Ces questions sont rarement abordées de façon aussi franche. Elles ne le sont qu’incidemment, au détour d’une défense des « traditions africaines » et de la nécessaire prise en compte « du contexte de l’Afrique aujourd’hui ». Dans le cas des minorités d’Afrique subsaharienne, la réflexion débouche le plus souvent sur de byzantins développements autour de l’inexistence de « minorités en Afrique », ou – ce qui revient au même – de l’absence de « majorités » proprement dite, dans la plupart des pays du sous-continent. Sur la notion de minorités en Afrique, on peut débattre sans fin. Le fait est qu’elles existent et n’ont pas attendu la conclusion des synodes censés les « définir » avant de prendre en armes leur propre destin. Les conflits qui ont bouleversé l’Afrique, de la Casamance au Biafra, de l’Ogaden au Darfour, du Kivu à l’Ituri, tous plus ou moins directement liés aux griefs ou velléités sécessionnistes de minorités ethniques ou nationales, montrent à quels points ces débats sont dépassés avant même d'être conclus.

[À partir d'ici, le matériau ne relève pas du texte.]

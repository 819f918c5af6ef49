use super::PropagationContext;
use super::PropagationStatus;
use super::Propagator;
use crate::basic_types::NetworkError;
use crate::basic_types::OperationError;
use crate::engine::CellId;

/// A propagator which applies the generic operator with the given name to the content of its
/// inputs and adds the result to its output.
///
/// The operator is looked up in the registry of the network every time the propagator runs, so
/// operations which are assigned after the propagator was added are taken into account. The
/// number of inputs has to match the arity of the operator.
#[derive(Clone, Debug)]
pub struct OperatorPropagator {
    name: String,
    operator: String,
    inputs: Vec<CellId>,
    output: CellId,
}

impl OperatorPropagator {
    pub fn new(operator: impl Into<String>, inputs: impl Into<Vec<CellId>>, output: CellId) -> Self {
        let operator = operator.into();

        OperatorPropagator {
            name: operator.clone(),
            operator,
            inputs: inputs.into(),
            output,
        }
    }

    /// Gives the propagator a name other than that of its operator.
    pub fn with_name(mut self, name: impl Into<String>) -> Self {
        self.name = name.into();
        self
    }

    pub fn operator(&self) -> &str {
        &self.operator
    }

    pub fn output(&self) -> CellId {
        self.output
    }
}

impl Propagator for OperatorPropagator {
    fn name(&self) -> &str {
        &self.name
    }

    fn inputs(&self) -> &[CellId] {
        &self.inputs
    }

    fn propagate(&self, mut context: PropagationContext) -> PropagationStatus {
        let Some(arguments) = context.contents(&self.inputs) else {
            return Ok(());
        };

        let operator = context.operators().operator(&self.operator)?;
        let result = operator.call(&arguments).map_err(|error| match error {
            OperationError::ArityMismatch {
                operator,
                expected,
                received,
            } => NetworkError::ArityMismatch {
                operator,
                expected,
                received,
            },
            source => NetworkError::PropagatorFailed {
                propagator: self.name.clone(),
                source,
            },
        })?;

        context.add_content(self.output, result)
    }
}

Il suffit également de se souvenir que c’est à la suite du génocide rwandais que, pour la première fois dans le droit international, les violences sexuelles et le viol ont été reconnus comme crimes de guerre, pour que toute invocation de la soi-disant « protection » apportée aux femmes par les « traditions africaines », paraisse dilatoire. Autre exemple : des décennies durant, les législateurs ivoiriens ont négligé les discriminations relatives à la nationalité, aux libertés individuelles et au droit de propriété dont se plaignait une part non-négligeable de la population. Ils se sont permis ce luxe, jusqu’à ce qu’ils ne puissent plus se le permettre. Une réforme du droit de la nationalité et du code de propriété foncière aurait évité à ce pays de subir la perte de plusieurs dizaines de milliers de ses habitants, d’une décennie de croissance, la partition du territoire nationale et une « brutalisation » de la population dont les conséquences à moyen terme sont aujourd’hui difficile à évaluer. Qui prétendra que la recherche de solutions vers l’égalité des droits eût été un luxe ?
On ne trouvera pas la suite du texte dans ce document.